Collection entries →

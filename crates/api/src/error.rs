use axum::http::StatusCode;
use axum::response::{IntoResponse, Response};
use serde_json::json;

use balance_bank::BankError;
use balance_cloud::ObjectStoreError;
use balance_core::error::CoreError;

/// Application-level error type for HTTP handlers.
///
/// Wraps [`CoreError`] for domain errors and adds HTTP-specific variants.
/// Implements [`IntoResponse`] to produce consistent JSON error responses.
#[derive(Debug, thiserror::Error)]
pub enum AppError {
    /// A domain-level error from `balance_core`.
    #[error(transparent)]
    Core(#[from] CoreError),

    /// A database error from sqlx.
    #[error("Database error: {0}")]
    Database(#[from] sqlx::Error),

    /// A bank API failure (exchange or authentication).
    #[error("Bank API error: {0}")]
    Bank(#[from] BankError),

    /// An object storage failure.
    #[error("Storage error: {0}")]
    Storage(#[from] ObjectStoreError),

    /// A bad request with a human-readable message.
    #[error("Bad request: {0}")]
    BadRequest(String),

    /// An internal error with a human-readable message.
    #[error("Internal error: {0}")]
    InternalError(String),
}

/// Convenience type alias for handler return values.
pub type AppResult<T> = Result<T, AppError>;

impl IntoResponse for AppError {
    fn into_response(self) -> Response {
        let (status, code, message) = match &self {
            // --- CoreError variants ---
            AppError::Core(core) => match core {
                CoreError::NotFound { entity, id } => (
                    StatusCode::NOT_FOUND,
                    "NOT_FOUND",
                    format!("{entity} with id {id} not found"),
                ),
                CoreError::Validation(msg) => {
                    (StatusCode::BAD_REQUEST, "VALIDATION_ERROR", msg.clone())
                }
                CoreError::Conflict(msg) => (StatusCode::CONFLICT, "CONFLICT", msg.clone()),
                CoreError::Unauthorized(msg) => {
                    (StatusCode::UNAUTHORIZED, "UNAUTHORIZED", msg.clone())
                }
                CoreError::Forbidden(msg) => (StatusCode::FORBIDDEN, "FORBIDDEN", msg.clone()),
                CoreError::Internal(msg) => {
                    tracing::error!(error = %msg, "Internal core error");
                    (
                        StatusCode::INTERNAL_SERVER_ERROR,
                        "INTERNAL_ERROR",
                        "An internal error occurred".to_string(),
                    )
                }
            },

            // --- Database errors ---
            AppError::Database(err) => classify_sqlx_error(err),

            // --- Upstream bank API errors ---
            // The raw error may carry URLs or credentials-adjacent detail,
            // so the response body stays generic.
            AppError::Bank(err) => {
                tracing::error!(error = %err, "Bank API error");
                (
                    StatusCode::BAD_GATEWAY,
                    "BANK_UPSTREAM",
                    "Bank API request failed".to_string(),
                )
            }

            // --- Object storage errors ---
            AppError::Storage(err) => {
                tracing::error!(error = %err, "Object storage error");
                (
                    StatusCode::INTERNAL_SERVER_ERROR,
                    "INTERNAL_ERROR",
                    "An internal error occurred".to_string(),
                )
            }

            // --- HTTP-specific errors ---
            AppError::BadRequest(msg) => (StatusCode::BAD_REQUEST, "BAD_REQUEST", msg.clone()),
            AppError::InternalError(msg) => {
                tracing::error!(error = %msg, "Internal error");
                (
                    StatusCode::INTERNAL_SERVER_ERROR,
                    "INTERNAL_ERROR",
                    "An internal error occurred".to_string(),
                )
            }
        };

        let body = json!({
            "error": message,
            "code": code,
        });

        (status, axum::Json(body)).into_response()
    }
}

/// Classify a sqlx error into an HTTP status, error code, and message.
///
/// - `RowNotFound` maps to 404.
/// - Unique constraint violations (constraint name starting with `uq_`) map to 409.
/// - Everything else maps to 500 with a sanitized message.
fn classify_sqlx_error(err: &sqlx::Error) -> (StatusCode, &'static str, String) {
    match err {
        sqlx::Error::RowNotFound => (
            StatusCode::NOT_FOUND,
            "NOT_FOUND",
            "Resource not found".to_string(),
        ),
        sqlx::Error::Database(db_err) => {
            // PostgreSQL unique constraint violation: error code 23505
            if db_err.code().as_deref() == Some("23505") {
                let constraint = db_err.constraint().unwrap_or("unknown");
                if constraint.starts_with("uq_") {
                    return (
                        StatusCode::CONFLICT,
                        "CONFLICT",
                        format!("Duplicate value violates unique constraint: {constraint}"),
                    );
                }
            }
            tracing::error!(error = %db_err, "Database error");
            (
                StatusCode::INTERNAL_SERVER_ERROR,
                "INTERNAL_ERROR",
                "An internal error occurred".to_string(),
            )
        }
        other => {
            tracing::error!(error = %other, "Database error");
            (
                StatusCode::INTERNAL_SERVER_ERROR,
                "INTERNAL_ERROR",
                "An internal error occurred".to_string(),
            )
        }
    }
}
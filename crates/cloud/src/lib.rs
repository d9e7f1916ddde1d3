//! Object storage provider for certificate bundles.
//!
//! [`ObjectStore`] is the seam between handlers and the storage backend;
//! [`S3ObjectStore`] is the production AWS S3 implementation.

pub mod storage;

pub use storage::{ObjectStore, ObjectStoreError, S3ObjectStore};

Brief →
All the data is to be copied over exactly as it stands.

Your solution →
filename crates/api/src/error.rs
use axum::http::StatusCode;
use axum::response::{IntoResponse, Response};
use serde_json::json;

use balance_bank::BankError;
use balance_cloud::ObjectStoreError;
use balance_core::error::CoreError;

/// Application-level error type for HTTP handlers.
///
/// Wraps [`CoreError`] for domain errors and adds HTTP-specific variants.
/// Implements [`IntoResponse`] to produce consistent JSON error responses.
#[derive(Debug, thiserror::Error)]
pub enum AppError {
    /// A domain-level error from `balance_core`.
    #[error(transparent)]
    Core(#[from] CoreError),

    /// A database error from sqlx.
    #[error("Database error: {0}")]
    Database(#[from] sqlx::Error),

    /// A bank API failure (exchange or authentication).
    #[error("Bank API error: {0}")]
    Bank(#[from] BankError),

    /// An object storage failure.
    #[error("Storage error: {0}")]
    Storage(#[from] ObjectStoreError),

    /// A bad request with a human-readable message.
    #[error("Bad request: {0}")]
    BadRequest(String),

    /// An internal error with a human-readable message.
    #[error("Internal error: {0}")]
    InternalError(String),
}

/// Convenience type alias for handler return values.
pub type AppResult<T> = Result<T, AppError>;

impl IntoResponse for AppError {
    fn into_response(self) -> Response {
        let (status, code, message) = match &self {
            // --- CoreError variants ---
            AppError::Core(core) => match core {
                CoreError::NotFound { entity, id } => (
                    StatusCode::NOT_FOUND,
                    "NOT_FOUND",
                    format!("{entity} with id {id} not found"),
                ),
                CoreError::Validation(msg) => {
                    (StatusCode::BAD_REQUEST, "VALIDATION_ERROR", msg.clone())
                }
                CoreError::Conflict(msg) => (StatusCode::CONFLICT, "CONFLICT", msg.clone()),
                CoreError::Unauthorized(msg) => {
                    (StatusCode::UNAUTHORIZED, "UNAUTHORIZED", msg.clone())
                }
                CoreError::Forbidden(msg) => (StatusCode::FORBIDDEN, "FORBIDDEN", msg.clone()),
                CoreError::Internal(msg) => {
                    tracing::error!(error = %msg, "Internal core error");
                    (
                        StatusCode::INTERNAL_SERVER_ERROR,
                        "INTERNAL_ERROR",
                        "An internal error occurred".to_string(),
                    )
                }
            },

            // --- Database errors ---
            AppError::Database(err) => classify_sqlx_error(err),

            // --- Upstream bank API errors ---
            // The raw error may carry URLs or credentials-adjacent detail,
            // so the response body stays generic.
            AppError::Bank(err) => {
                tracing::error!(error = %err, "Bank API error");
                (
                    StatusCode::BAD_GATEWAY,
                    "BANK_UPSTREAM",
                    "Bank API request failed".to_string(),
                )
            }

            // --- Object storage errors ---
            AppError::Storage(err) => {
                tracing::error!(error = %err, "Object storage error");
                (
                    StatusCode::INTERNAL_SERVER_ERROR,
                    "INTERNAL_ERROR",
                    "An internal error occurred".to_string(),
                )
            }

            // --- HTTP-specific errors ---
            AppError::BadRequest(msg) => (StatusCode::BAD_REQUEST, "BAD_REQUEST", msg.clone()),
            AppError::InternalError(msg) => {
                tracing::error!(error = %msg, "Internal error");
                (
                    StatusCode::INTERNAL_SERVER_ERROR,
                    "INTERNAL_ERROR",
                    "An internal error occurred".to_string(),
                )
            }
        };

        let body = json!({
            "error": message,
            "code": code,
        });

        (status, axum::Json(body)).into_response()
    }
}

/// Classify a sqlx error into an HTTP status, error code, and message.
///
/// - `RowNotFound` maps to 404.
/// - Unique constraint violations (constraint name starting with `uq_`) map to 409.
/// - Everything else maps to 500 with a sanitized message.
fn classify_sqlx_error(err: &sqlx::Error) -> (StatusCode, &'static str, String) {
    match err {
        sqlx::Error::RowNotFound => (
            StatusCode::NOT_FOUND,
            "NOT_FOUND",
            "Resource not found".to_string(),
        ),
        sqlx::Error::Database(db_err) => {
            // PostgreSQL unique constraint violation: error code 23505
            if db_err.code().as_deref() == Some("23505") {
                let constraint = db_err.constraint().unwrap_or("unknown");
                if constraint.starts_with("uq_") {
                    return (
                        StatusCode::CONFLICT,
                        "CONFLICT",
                        format!("Duplicate value violates unique constraint: {constraint}"),
                    );
                }
            }
            tracing::error!(error = %db_err, "Database error");
            (
                StatusCode::INTERNAL_SERVER_ERROR,
                "INTERNAL_ERROR",
                "An internal error occurred".to_string(),
            )
        }
        other => {
            tracing::error!(error = %other, "Database error");
            (
                StatusCode::INTERNAL_SERVER_ERROR,
                "INTERNAL_ERROR",
                "An internal error occurred".to_string(),
            )
        }
    }
}
filename crates/cloud/src/lib.rs
repository d9e7f1916ddde1d3
//! Object storage provider for certificate bundles.
//!
//! [`ObjectStore`] is the seam between handlers and the storage backend;
//! [`S3ObjectStore`] is the production AWS S3 implementation.

pub mod storage;

pub use storage::{ObjectStore, ObjectStoreError, S3ObjectStore};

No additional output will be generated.